2018/9/8
2018年9月8日(土) 心と体の健康づくりトップセミナー開催 富山県
「心と体の健康づくりトップセミナー」(主催:富山県)が9月8日(土)、富山市のタワー111スカイホールにて開催されました。
このセミナーは、従業員の心や体の健康管理を経営的な視点で考え、戦略的に実践する「健康経営」の普及のため、富山県が企業の経営者や人事労務・健康管理推進担当者をおもな対象者として開催したものです。
当日は上記対象者のほか、医療関係者や企業の従業員、さらには学生などの姿も見られ、富山県民の健康に対する関心の高さが伺われました。
セミナーは2部構成となっており、第1部ではメンタルヘルス対策の講演、第2部で東京大学医学部附属病院放射線科 准教授である中川恵一先生の講演「職場におけるがん対策~がんから社員を守る~」が行われました。
第2部の講演では、中川先生のこれまでの研究や実体験、活動をもとにした具体例などをもとに、がんに対する正しい知識を得ることの大切さ、職場におけるがん対策の重要性が伝えられました。
講義の中で印象的だったのは、富山県における胃がんの羅患率が高いという話。がん全体の75歳未満年齢調整死亡率(H28年)は全国3位と優秀であるにも関わらず、胃がんは21位であり、その背景には過去20~30年における高濃度の塩分摂取があるのではないかということ。とくに女性の死亡率が高いこともあり、会場ではメモを取る女性の姿が多く見られました。
【講演の内容】
現在の日本では、国民の2人に1人が生涯でがんにかかるといわれています。しかし、このようにがんは身近な病気であるにもかかわらず、ほとんどの皆さんはがんの正しい知識を持っていません。

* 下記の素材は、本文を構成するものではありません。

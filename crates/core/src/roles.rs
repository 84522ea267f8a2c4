//! Well-known role names stored in the `users.role` column.

/// Full access: may list all users, see every order, delete any resource.
pub const ROLE_ADMIN: &str = "ADMIN";

/// Default role for registered customers.
pub const ROLE_USER: &str = "USER";
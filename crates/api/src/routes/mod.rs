//! Route definitions, one module per resource.

pub mod attributes;
pub mod auth;
pub mod categories;
pub mod cities;
pub mod health;
pub mod orders;
pub mod projects;
pub mod units;
pub mod users;

use axum::Router;

use crate::state::AppState;

/// Build the `/api/v1` route tree.
///
/// ```text
/// /auth/register                   register (public)
/// /auth/login                      login (public)
/// /auth/refresh                    refresh (public)
/// /auth/logout                     logout (requires auth)
///
/// /users/me                        current user profile
/// /users                           list all users (admin only)
/// /users/{id}                      update, delete (self or admin)
///
/// /cities, /categories, /units, /attributes
///                                  catalog CRUD (+ image PATCH where
///                                  the entity carries an image)
///
/// /projects                        list, create
/// /projects/{id}                   get, update, delete
/// /projects/{id}/main-image        replace main image (PATCH)
/// /projects/{id}/images            add (POST), remove (DELETE)
///
/// /orders                          list, create (requires auth)
/// /orders/{id}                     get, update, delete (owner or admin)
/// ```
pub fn api_routes() -> Router<AppState> {
    Router::new()
        .nest("/auth", auth::router())
        .nest("/users", users::router())
        .nest("/attributes", attributes::router())
        .nest("/categories", categories::router())
        .nest("/cities", cities::router())
        .nest("/units", units::router())
        .nest("/projects", projects::router())
        .nest("/orders", orders::router())
}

まず、がんは絶対に治らない病気ではなく、早期発見であれば95%が、全体で見ても65%が治ります。つまり、がんは発見が早ければ早いほど完治する病気なのです。
そこで重要なのは、がんに対する正しい知識を身につけることです。がんを知っているかどうかで運命が変わります。そして、がん検診を積極的かつ定期的に受けることが大切です。

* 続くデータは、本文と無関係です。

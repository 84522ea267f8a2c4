//! Handlers for the `/orders` resource.
//!
//! The status workflow itself lives in `stroyka_core::order`; this module
//! loads the stored row, applies the computed stamps, and enforces the
//! ownership rule: non-admin callers only ever see or touch their own
//! orders.

use axum::extract::{Path, Query, State};
use axum::http::StatusCode;
use axum::Json;
use chrono::Utc;
use serde::Serialize;
use stroyka_core::error::CoreError;
use stroyka_core::order::{plan_status_change, validate_changes, OrderChanges, StoredDates};
use stroyka_core::types::DbId;
use stroyka_db::models::order::{CreateOrder, Order, OrderFilter, OrderUpdateFields, UpdateOrder};
use stroyka_db::models::project::Project;
use stroyka_db::models::user::UserPublic;
use stroyka_db::repositories::{OrderRepo, ProjectRepo, UserRepo};

use crate::error::{AppError, AppResult};
use crate::middleware::auth::AuthUser;
use crate::response::{CreatedResponse, StatusResponse};
use crate::state::AppState;

// ---------------------------------------------------------------------------
// Response types
// ---------------------------------------------------------------------------

/// Shortened project projection embedded in order responses.
#[derive(Debug, Serialize)]
pub struct ShortProject {
    pub id: DbId,
    pub name: String,
    pub slug: String,
    pub main_image: Option<String>,
    pub description: String,
    pub is_done: bool,
}

impl From<&Project> for ShortProject {
    fn from(project: &Project) -> Self {
        ShortProject {
            id: project.id,
            name: project.name.clone(),
            slug: project.slug.clone(),
            main_image: project.main_image.clone(),
            description: project.description.clone(),
            is_done: project.is_done,
        }
    }
}

/// An order with its user and project references embedded.
#[derive(Debug, Serialize)]
pub struct OrderResponse {
    #[serde(flatten)]
    pub order: Order,
    pub user: UserPublic,
    pub project: ShortProject,
}

// ---------------------------------------------------------------------------
// Handlers
// ---------------------------------------------------------------------------

/// POST /api/v1/orders
///
/// Place an order on a project. The caller becomes the owner; the order
/// starts PENDING with `created_date` stamped to today.
pub async fn create(
    State(state): State<AppState>,
    auth_user: AuthUser,
    Json(input): Json<CreateOrder>,
) -> AppResult<(StatusCode, Json<CreatedResponse>)> {
    ProjectRepo::find_by_id(&state.pool, input.id_project)
        .await?
        .ok_or(AppError::Core(CoreError::NotFound {
            entity: "Project",
            id: input.id_project,
        }))?;

    let today = Utc::now().date_naive();
    let order = OrderRepo::create(&state.pool, auth_user.user_id, &input, today).await?;

    Ok((StatusCode::CREATED, Json(CreatedResponse::new(order.id))))
}

/// GET /api/v1/orders
///
/// List orders. A non-admin caller's filter is forced to `id_user =
/// caller`, whatever they supplied.
pub async fn list(
    State(state): State<AppState>,
    auth_user: AuthUser,
    Query(mut filter): Query<OrderFilter>,
) -> AppResult<Json<Vec<OrderResponse>>> {
    if !auth_user.is_admin() {
        filter.id_user = Some(auth_user.user_id);
    }

    let orders = OrderRepo::list(&state.pool, &filter).await?;

    let mut response = Vec::with_capacity(orders.len());
    for order in orders {
        response.push(assemble_response(&state, order).await?);
    }
    Ok(Json(response))
}

/// GET /api/v1/orders/{id}
pub async fn get_by_id(
    State(state): State<AppState>,
    auth_user: AuthUser,
    Path(id): Path<DbId>,
) -> AppResult<Json<OrderResponse>> {
    let order = load_owned(&state, &auth_user, id).await?;
    Ok(Json(assemble_response(&state, order).await?))
}

/// PUT /api/v1/orders/{id}
///
/// Sparse update. A `status` change triggers the workflow date stamps and,
/// on first completion, marks the linked project done.
pub async fn update(
    State(state): State<AppState>,
    auth_user: AuthUser,
    Path(id): Path<DbId>,
    Json(input): Json<UpdateOrder>,
) -> AppResult<Json<StatusResponse>> {
    let order = load_owned(&state, &auth_user, id).await?;
    let today = Utc::now().date_naive();

    let changes = OrderChanges {
        start_price: input.start_price,
        final_price: input.final_price,
        payment_date: input.payment_date,
        start_date: input.start_date,
        end_date: input.end_date,
    };
    validate_changes(&changes, today)?;

    let stamps = match input.status {
        Some(status) => plan_status_change(
            status,
            StoredDates {
                start_date: order.start_date,
                end_date: order.end_date,
                payment_date: order.payment_date,
            },
            today,
        ),
        None => Default::default(),
    };

    let fields = OrderUpdateFields {
        status: input.status.map(|s| s.as_str().to_string()),
        start_price: input.start_price,
        final_price: input.final_price,
        // A workflow stamp wins over a caller-supplied date for the same field.
        payment_date: stamps.payment_date.or(input.payment_date),
        start_date: stamps.start_date.or(input.start_date),
        end_date: stamps.end_date.or(input.end_date),
        updated_date: today,
    };

    OrderRepo::update(&state.pool, id, &fields)
        .await?
        .ok_or(AppError::Core(CoreError::NotFound {
            entity: "Order",
            id,
        }))?;

    if stamps.mark_project_done {
        ProjectRepo::mark_done(&state.pool, order.id_project).await?;
    }

    Ok(Json(StatusResponse::success()))
}

/// DELETE /api/v1/orders/{id}
pub async fn delete(
    State(state): State<AppState>,
    auth_user: AuthUser,
    Path(id): Path<DbId>,
) -> AppResult<Json<StatusResponse>> {
    load_owned(&state, &auth_user, id).await?;
    OrderRepo::delete(&state.pool, id).await?;
    Ok(Json(StatusResponse::success()))
}

// ---------------------------------------------------------------------------
// Helpers
// ---------------------------------------------------------------------------

/// Load an order, enforcing that non-admin callers own it.
async fn load_owned(state: &AppState, auth_user: &AuthUser, id: DbId) -> AppResult<Order> {
    let order = OrderRepo::find_by_id(&state.pool, id)
        .await?
        .ok_or(AppError::Core(CoreError::NotFound {
            entity: "Order",
            id,
        }))?;

    if !auth_user.is_admin() && order.id_user != auth_user.user_id {
        return Err(AppError::Core(CoreError::Forbidden(
            "You may only access your own orders".into(),
        )));
    }
    Ok(order)
}

/// Embed the referenced user and project into an order response.
///
/// A dangling reference is a data-integrity fault and is surfaced as an
/// internal error rather than silently dropped.
async fn assemble_response(state: &AppState, order: Order) -> AppResult<OrderResponse> {
    let user = UserRepo::find_by_id(&state.pool, order.id_user)
        .await?
        .ok_or_else(|| {
            AppError::InternalError(format!(
                "order {} references missing user {}",
                order.id, order.id_user
            ))
        })?;

    let project = ProjectRepo::find_by_id(&state.pool, order.id_project)
        .await?
        .ok_or_else(|| {
            AppError::InternalError(format!(
                "order {} references missing project {}",
                order.id, order.id_project
            ))
        })?;

    Ok(OrderResponse {
        user: UserPublic::from(&user),
        project: ShortProject::from(&project),
        order,
    })
}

すでに小中学校や高校などではがんの教育が始まっていますが、大人はそのような教育を受けていません。その大人たちに正しい知識を得てもらうために必要なのが、会社で行うがん教育です。
また、がんになっても働き続ける社会を実現にするために、厚生労働省は2016年2月、「治療と職業生活の両立支援のためのガイドライン」を公表しています。
▼治療と職業生活の両立支援のためのガイドライン(厚生労働省)
https://www.mhlw.go.jp/stf/houdou/0000113365.html
講演終わりの質疑応答では、参加者から「がんになった社員にどう接すればいいのか?」という質問が出ました。
これに対し中川氏は「自分ががんと知ると、人は2週間ほど精神的に不安定になります。この時期に会社を辞めたり、ひどい時には自殺したりする場合もあります。まずは、最低でも2週間は自宅で休んでもらうなどして、重要な意思決定をさせないことが重要です。」とアドバイスしました。